New York, USA – Ellen V. Futter, President of the American Museum of Natural History, recently announced that the Museum will open the Richard Gilder Center for Science, Education, and Innovation in winter 2022-23, transforming the experience of the entire Museum and greatly advancing public science education for all ages at a time when the role of science in addressing society’s most pressing issues is urgent.

With its spectacular architecture, designed by Jeanne Gang and Studio Gang, the 230,000-square-foot Gilder Center project invites exploration of the fascinating, far-reaching relationships among the Museum’s rich collections, trailblazing research initiatives, educational programs, and exhibits. Physically, the Gilder Center connects many of the Museum’s buildings, creating a continuous campus across four city blocks as envisioned more than 150 years ago. Intellectually, it provides a dramatic embodiment of one of the Museum’s essential messages: that all life is connected. 

In announcing the scheduled opening, President Ellen Futter also unveiled new details of key components of the Gilder Center:

  • The Kenneth C. Griffin Exploration Atrium, a soaring, four-story-high civic space that serves as a gateway into the Gilder Center, flowing through the Museum to create a connection from Central Park West to Columbus Avenue, and opening onto Theodore Roosevelt Park
  • the Gottesman Research Library and Learning Center, a dynamic hub that connects visitors with the Museum Library’s many unparalleled resources and helps patrons navigate flows of information, both print and digital
  • the Louis V. Gerstner, Jr.

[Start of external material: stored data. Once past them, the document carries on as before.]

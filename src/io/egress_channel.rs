//! Typed channel for outbound transition events
//!
//! Provides a non-blocking way to hand events to the MQTT publisher.
//! Uses a bounded mpsc channel to prevent unbounded memory growth; a
//! full or closed channel drops the event with a warning (the agent
//! keeps no durable outbox).

use crate::domain::TransitionEvent;
use tokio::sync::mpsc;
use tokio::sync::mpsc::error::TrySendError;
use tracing::warn;

/// Sender handle for transition events
///
/// Clone this to share across producers. Non-blocking: publishing never
/// stalls the polling loop.
#[derive(Clone)]
pub struct EventSender {
    tx: mpsc::Sender<TransitionEvent>,
}

impl EventSender {
    pub fn new(tx: mpsc::Sender<TransitionEvent>) -> Self {
        Self { tx }
    }

    /// Hand a transition to the publisher. Failures are logged, never
    /// propagated; the next transition will attempt publication again.
    pub fn send_transition(&self, event: TransitionEvent) {
        match self.tx.try_send(event) {
            Ok(()) => {}
            Err(TrySendError::Full(event)) => {
                warn!(event = %event.kind.event_kind(), "publish_dropped: channel full");
            }
            Err(TrySendError::Closed(event)) => {
                warn!(event = %event.kind.event_kind(), "publish_dropped: channel closed");
            }
        }
    }
}

/// Create a new event channel pair
///
/// Returns (sender, receiver) where the sender can be cloned and shared.
pub fn create_event_channel(
    buffer_size: usize,
) -> (EventSender, mpsc::Receiver<TransitionEvent>) {
    let (tx, rx) = mpsc::channel(buffer_size);
    (EventSender::new(tx), rx)
}

#[cfg(test)]
mod tests {
    use super::*;
    use crate::domain::{DeviceId, DoorState};

    #[tokio::test]
    async fn test_send_and_receive() {
        let (sender, mut rx) = create_event_channel(8);
        sender.send_transition(TransitionEvent::new(DeviceId(1), DoorState::Open, Some(true)));

        let event = rx.recv().await.unwrap();
        assert_eq!(event.kind, DoorState::Open);
        assert_eq!(event.armed, Some(true));
    }

    #[tokio::test]
    async fn test_full_channel_drops_without_panic() {
        let (sender, _rx) = create_event_channel(1);
        sender.send_transition(TransitionEvent::new(DeviceId(1), DoorState::Open, None));
        // Second send hits a full channel and is dropped
        sender.send_transition(TransitionEvent::new(DeviceId(1), DoorState::Closed, None));
    }

    #[tokio::test]
    async fn test_closed_channel_drops_without_panic() {
        let (sender, rx) = create_event_channel(1);
        drop(rx);
        sender.send_transition(TransitionEvent::new(DeviceId(1), DoorState::Open, None));
    }
}
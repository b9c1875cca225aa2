//! Boot-time arm status fetch from the backend API
//!
//! One-shot `GET /devices/{id}/status` with the device API key. Any
//! failure degrades to the safe default of Disarmed with a warning; the
//! loop always proceeds.

use crate::domain::ArmFlag;
use crate::infra::config::Config;
use serde::Deserialize;
use std::time::Duration;
use tracing::{info, warn};

#[derive(Debug, Deserialize)]
struct StatusResponse {
    armed: bool,
}

/// Fetch the authoritative arm status at boot.
///
/// Returns Disarmed when no backend is configured or on any fetch error.
pub async fn fetch_initial_arm(config: &Config) -> ArmFlag {
    let Some(base_url) = config.backend_base_url() else {
        warn!("arm_status_fetch_skipped: no backend configured");
        return ArmFlag::Disarmed;
    };

    let client = match reqwest::Client::builder()
        .timeout(Duration::from_millis(config.backend_timeout_ms()))
        .build()
    {
        Ok(client) => client,
        Err(e) => {
            warn!(error = %e, "arm_status_client_build_failed");
            return ArmFlag::Disarmed;
        }
    };

    let url = format!("{}/devices/{}/status", base_url.trim_end_matches('/'), config.device_id());
    let mut request = client.get(&url);
    if let Some(api_key) = config.device_api_key() {
        request = request.header("X-API-Key", api_key);
    }

    match request.send().await {
        Ok(response) if response.status().is_success() => {
            match response.json::<StatusResponse>().await {
                Ok(status) => {
                    let flag = ArmFlag::from_bool(status.armed);
                    info!(arm = %flag.as_str(), "arm_status_fetched");
                    flag
                }
                Err(e) => {
                    warn!(error = %e, "arm_status_malformed, defaulting to disarmed");
                    ArmFlag::Disarmed
                }
            }
        }
        Ok(response) => {
            warn!(
                status = %response.status().as_u16(),
                "arm_status_fetch_rejected, defaulting to disarmed"
            );
            ArmFlag::Disarmed
        }
        Err(e) => {
            warn!(error = %e, "arm_status_fetch_failed, defaulting to disarmed");
            ArmFlag::Disarmed
        }
    }
}

#[cfg(test)]
mod tests {
    use super::*;

    #[test]
    fn test_status_response_parse() {
        let status: StatusResponse = serde_json::from_str(r#"{"armed":true}"#).unwrap();
        assert!(status.armed);
        let status: StatusResponse = serde_json::from_str(r#"{"armed":false}"#).unwrap();
        assert!(!status.armed);
    }

    #[tokio::test]
    async fn test_no_backend_defaults_disarmed() {
        let config = Config::default();
        assert_eq!(fetch_initial_arm(&config).await, ArmFlag::Disarmed);
    }

    #[tokio::test]
    async fn test_unreachable_backend_defaults_disarmed() {
        // Nothing listens on the discard port; connection is refused fast
        let config = Config::default().with_backend_base_url("http://127.0.0.1:9");
        assert_eq!(fetch_initial_arm(&config).await, ArmFlag::Disarmed);
    }
}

Collections Core, three stories of visible research and collections spaces providing glimpses into the Museum’s collections of millions of scientific specimens and displays offering insight into the evidence and process of scientific discovery in various types of collections, from fossils to insects, with the first and second floors supported by the Macaulay Family Foundation
  • the 5,000-square-foot Susan and Peter J. Solomon Family Insectarium, the first Museum gallery in more than 50 years dedicated to the most diverse – and a critically important – group of animals on Earth
  • the new year-round, 3,000-square-foot Davis Family Butterfly Vivarium, a permanent exhibition where visitors can mingle with free-flying butterflies, a group that are one of nature’s vital environmental barometers
  • and the extraordinary 360-degree Invisible Worlds Theater, an innovative melding of science and art that will give visitors a breathtakingly beautiful and imaginative yet scientifically rigorous immersion into the networks of life at all scales

“As New York City, our country, and the world continue to recover from the pandemic with science leading the way, there has never been a more urgent time to share our Museum’s mission of scientific research and education,” said Ellen V. Futter.

“The Gilder Center uses modern architecture and design, coupled with the most advanced and inventive exhibition and science visualization techniques, to reveal the evidence and processes of science – and, through these, its vital importance and integrity as a force in our society. The Gilder Center will offer a thrilling new destination to welcome back New Yorkers and tourists alike. I salute the extraordinary team that has envisioned this truly transformative project and offer my deepest thanks to the partnership of public and private supporters, led by the late Richard Gilder.”

“Our design works with the Museum’s mission to make their collections visible, legible, and accessible from both inside and out,” said Jeanne Gang, Founding Principal and Partner of Studio Gang. “It creates an exciting new entrance and new connections among existing buildings that will transform visitor flow through the entire campus. Experientially, the architecture intends to kindle the spirit of discovery and offer an invitation to explore.”